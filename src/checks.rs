use crate::model::Gradebook;
use std::collections::{BTreeMap, HashSet};
use tracing::{debug, warn};

/// Warn about data which the grade computations accept but which is
/// likely to be a mistake. Returns the number of warnings issued.
pub fn check_consistency(g: &Gradebook) -> usize {
    check_points(g) + check_roster(g) + check_submissions(g)
}

fn check_points(g: &Gradebook) -> usize {
    let mut warnings = 0;
    for a in g.assignments.iter().filter(|a| a.points <= 0) {
        warn!("assignment {} is worth {} points", a.name, a.points);
        warnings += 1;
    }
    if g.assignments.is_empty() {
        warn!("no assignment is defined, grades cannot be computed");
        warnings += 1;
    } else if g.assignments.total_points() == 0 {
        warn!("assignments are worth 0 points in total, grades cannot be computed");
        warnings += 1;
    }
    let mut names = BTreeMap::new();
    for a in g.assignments.iter() {
        names.entry(a.id).or_insert_with(Vec::new).push(a.name.as_str());
    }
    for (id, names) in names.into_iter().filter(|(_, names)| names.len() > 1) {
        warn!(
            "assignments {} share id {id}, only {} will be graded",
            names.join(", "),
            names[0]
        );
        warnings += 1;
    }
    warnings
}

fn check_roster(g: &Gradebook) -> usize {
    let mut warnings = 0;
    if g.students.is_empty() {
        debug!("roster is empty");
    }
    if let Some(id) = g.students.id_of("") {
        warn!("student {id} has no name");
        warnings += 1;
    }
    let mut names = BTreeMap::new();
    for (name, id) in g.students.sorted_by_name() {
        names.entry(id).or_insert_with(Vec::new).push(name);
    }
    for (id, names) in names.into_iter().filter(|(_, names)| names.len() > 1) {
        warn!("students {} share id {id}", names.join(", "));
        warnings += 1;
    }
    warnings
}

fn check_submissions(g: &Gradebook) -> usize {
    let mut warnings = 0;
    let mut seen = HashSet::new();
    let mut reported = HashSet::new();
    for s in &g.submissions {
        let key = (s.assignment, s.student);
        if !seen.insert(key) && reported.insert(key) {
            warn!(
                "student {} has several submissions for assignment {}, they will be added up",
                s.student, s.assignment
            );
            warnings += 1;
        }
    }
    let students = g.students.iter().map(|(_, id)| id).collect::<HashSet<_>>();
    let unknown_students = g
        .submissions
        .iter()
        .filter(|s| !students.contains(&s.student))
        .count();
    let unknown_assignments = g
        .submissions
        .iter()
        .filter(|s| g.assignments.first_with_id(s.assignment).is_none())
        .count();
    if unknown_students + unknown_assignments > 0 {
        debug!(
            unknown_students,
            unknown_assignments, "some submissions do not match any student or assignment"
        );
    }
    warnings
}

----------------

Could you write out all the data exactly as it is given?

filename src/checks.rs
use crate::model::Gradebook;
use std::collections::{BTreeMap, HashSet};
use tracing::{debug, warn};

/// Warn about data which the grade computations accept but which is
/// likely to be a mistake. Returns the number of warnings issued.
pub fn check_consistency(g: &Gradebook) -> usize {
    check_points(g) + check_roster(g) + check_submissions(g)
}

fn check_points(g: &Gradebook) -> usize {
    let mut warnings = 0;
    for a in g.assignments.iter().filter(|a| a.points <= 0) {
        warn!("assignment {} is worth {} points", a.name, a.points);
        warnings += 1;
    }
    if g.assignments.is_empty() {
        warn!("no assignment is defined, grades cannot be computed");
        warnings += 1;
    } else if g.assignments.total_points() == 0 {
        warn!("assignments are worth 0 points in total, grades cannot be computed");
        warnings += 1;
    }
    let mut names = BTreeMap::new();
    for a in g.assignments.iter() {
        names.entry(a.id).or_insert_with(Vec::new).push(a.name.as_str());
    }
    for (id, names) in names.into_iter().filter(|(_, names)| names.len() > 1) {
        warn!(
            "assignments {} share id {id}, only {} will be graded",
            names.join(", "),
            names[0]
        );
        warnings += 1;
    }
    warnings
}

fn check_roster(g: &Gradebook) -> usize {
    let mut warnings = 0;
    if g.students.is_empty() {
        debug!("roster is empty");
    }
    if let Some(id) = g.students.id_of("") {
        warn!("student {id} has no name");
        warnings += 1;
    }
    let mut names = BTreeMap::new();
    for (name, id) in g.students.sorted_by_name() {
        names.entry(id).or_insert_with(Vec::new).push(name);
    }
    for (id, names) in names.into_iter().filter(|(_, names)| names.len() > 1) {
        warn!("students {} share id {id}", names.join(", "));
        warnings += 1;
    }
    warnings
}

fn check_submissions(g: &Gradebook) -> usize {
    let mut warnings = 0;
    let mut seen = HashSet::new();
    let mut reported = HashSet::new();
    for s in &g.submissions {
        let key = (s.assignment, s.student);
        if !seen.insert(key) && reported.insert(key) {
            warn!(
                "student {} has several submissions for assignment {}, they will be added up",
                s.student, s.assignment
            );
            warnings += 1;
        }
    }
    let students = g.students.iter().map(|(_, id)| id).collect::<HashSet<_>>();
    let unknown_students = g
        .submissions
        .iter()
        .filter(|s| !students.contains(&s.student))
        .count();
    let unknown_assignments = g
        .submissions
        .iter()
        .filter(|s| g.assignments.first_with_id(s.assignment).is_none())
        .count();
    if unknown_students + unknown_assignments > 0 {
        debug!(
            unknown_students,
            unknown_assignments, "some submissions do not match any student or assignment"
        );
    }
    warnings
}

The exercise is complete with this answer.